Vooral de maandag is een topdag voor Reusel kermis. Dan lopen kroeg en straat al in de ochtend vol. De drank vloeit rijkelijk.
Inwijding van de kerk
Kermis heeft een kerkelijke oorsprong. Al in de middeleeuwen kent de geloofsgemeenschap zijn kerkmisse, de feestelijke viering waarmee de inwijding van de kerk wordt herdacht. Deze krijgt een voortzetting buiten het kerkgebouw, onder meer met een processie. Vanaf dan heeft het feest een wereldlijk karakter. De kerkmis wordt een jaarmarkt waar handelaren proberen een centje bij te verdienen. In hun kielzog verschijnen ook muzikanten, goochelaars, kwakzalvers, vuurspuwers en toneelspelers die, tegen betaling, het volk vermaak bieden.
Kerk, handel en vermaak – lang vormen ze een stabiele drie-eenheid. Dit verandert als vanaf de tweede helft van de negentiende eeuw de kerkelijke overheid zich niet meer senang voelt in deze verbintenis: te werelds, te frivool, te weinig devotie. Geregeld zet de pastoor het gemeentebestuur ertoe aan maatregelen te nemen die het wilde kermisfeest moeten indammen. Bijvoorbeeld met een dansverbod. Overigens: een vergelijkbaar tegenoffensief is er jaren later rond het carnavalsfeest.
Overwinning voor het vermaak
In de Kempen heeft het dansverbod nauwelijks effect. Het wereldse kermisfeest komt alleen maar meer op eigen benen te staan. De komst, zo vlak na WO I, van attracties als de mallemolen, de zweefmolen en de schommels draagt daaraan bij.
Prettig voor de Kempenaren want die hechten aan hun belangrijkste jaarfeest. Dit feest speelt zich vooral af in de dorpsherberg, waar ze met familie en vrienden naartoe trekken. De kermisattracties zijn leuk voor de kinderen, maar het ware kermisfeest is te vinden in de dorpskroeg. Daar is drank, daar is muziek, daar kun je een vrijer opdoen of bijbuurten met mensen die je een poos niet gezien hebt. Een met drank overgoten dorpsreünie. Die heeft haast altijd een vrolijk verloop, maar soms – als een oude vete zich aandient – eindigt ze in een knokpartij.

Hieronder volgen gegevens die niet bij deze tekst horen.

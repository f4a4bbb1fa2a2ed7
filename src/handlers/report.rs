use axum::{
    extract::{Query, State},
    routing::get,
    Json, Router,
};
use serde::{Deserialize, Serialize};
use utoipa::{IntoParams, ToSchema};

use crate::auth::AuthUser;
use crate::errors::ServiceError;
use crate::handlers::AppState;
use crate::services::report::{CaseFinancials, ReportService};
use crate::ApiResponse;

#[derive(Debug, Deserialize, IntoParams)]
#[into_params(parameter_in = Query)]
pub struct ReportQuery {
    /// Case-insensitive substring match on the case id
    pub case_id: Option<String>,
}

#[derive(Debug, Serialize, ToSchema)]
pub struct ReportResponse {
    pub cases: Vec<CaseFinancials>,
}

/// Financial snapshot of every case, newest first
#[utoipa::path(
    get,
    path = "/api/report/cases",
    responses(
        (status = 200, description = "Aggregated case financials", body = crate::ApiResponse<ReportResponse>),
        (status = 401, description = "Unauthorized", body = crate::errors::ErrorResponse),
        (status = 500, description = "A source tab could not be read", body = crate::errors::ErrorResponse)
    ),
    security(("bearer_auth" = [])),
    tag = "Report"
)]
pub async fn all_cases(
    State(state): State<AppState>,
    _user: AuthUser,
) -> Result<Json<ApiResponse<ReportResponse>>, ServiceError> {
    let service = ReportService::new(state.store.clone());
    let cases = service.all_cases().await?;
    Ok(Json(ApiResponse::success(ReportResponse { cases })))
}

/// Financial snapshot filtered by case id substring
#[utoipa::path(
    get,
    path = "/api/report/query",
    params(ReportQuery),
    responses(
        (status = 200, description = "Matching case financials", body = crate::ApiResponse<ReportResponse>),
        (status = 401, description = "Unauthorized", body = crate::errors::ErrorResponse),
        (status = 404, description = "No case matched", body = crate::errors::ErrorResponse),
        (status = 500, description = "A source tab could not be read", body = crate::errors::ErrorResponse)
    ),
    security(("bearer_auth" = [])),
    tag = "Report"
)]
pub async fn query(
    State(state): State<AppState>,
    _user: AuthUser,
    Query(params): Query<ReportQuery>,
) -> Result<Json<ApiResponse<ReportResponse>>, ServiceError> {
    let service = ReportService::new(state.store.clone());
    let cases = service.query(params.case_id.as_deref()).await?;
    Ok(Json(ApiResponse::success(ReportResponse { cases })))
}

pub fn routes() -> Router<AppState> {
    Router::new()
        .route("/cases", get(all_cases))
        .route("/query", get(query))
}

Tot begin jaren zeventig blijft dit het kermispatroon in alle Kempendorpen. Maar dan begint dit af te brokkelen. Speciale feesttenten worden niet langer geplaatst, hoewel sommige (Bladel) het veel langer volhouden. Het overdag uitgaan raakt uit de gratie. In een niet-agrarische samenleving kunnen mensen hun werktijden moeilijker zelf bepalen, de plicht roept. Ook het dansen raakt op de achtergrond. De disco dient zich aan, dansorkestjes hebben hun beste tijd gehad.
Standgehouden
Heel de Kempen zijn traditionele kermis kwijt? Nee. Net als in Asterix en Obelix blijft één nederzetting moedig weerstand bieden .….. Reusel. In dit grensdorp houdt, weliswaar in een nieuw jasje, het ‘etmaalvullende’ kermisfeest stand. Reusels heemkundige Wim van Gompel heeft hiervoor een verklaring. Allereerst is er de ligging in een uithoek, tegen de Belgische grens. Veranderingen in tradities dringen er later door. Verder telt mee dat het dorp van oudsher rijk bezaaid is met cafés en danszalen, verspreid over de diverse buurtschappen. Vandaag de dag zijn deze horecazaken geconcentreerd op één plek aan de Wilhelminalaan. De horecaondernemers creëren er met de kermis één groot straatfestival. Een formule die aanslaat.
Overige jaarfeesten
Behalve de kermis kennen inwoners van de Kempen van oudsher verscheidene andere jaarfeesten. Vaak zijn deze gekoppeld aan de kerkelijke kalender, zoals Driekoningen, Vastenavond, Pasen, Sint Maarten en Sinterklaas. Soms staan ze er los van, bijvoorbeeld het slepen met spullen op 1 mei en de oogst- en slachtfeesten. Niet ongebruikelijk is om bij zo’n feest niet alleen het glas te heffen, maar ook een lied te zingen. Zoals ‘Ons verken is gestorven’, een lied dat later door volksmuziekgroep Dommelvolk op de plaat wordt gezet.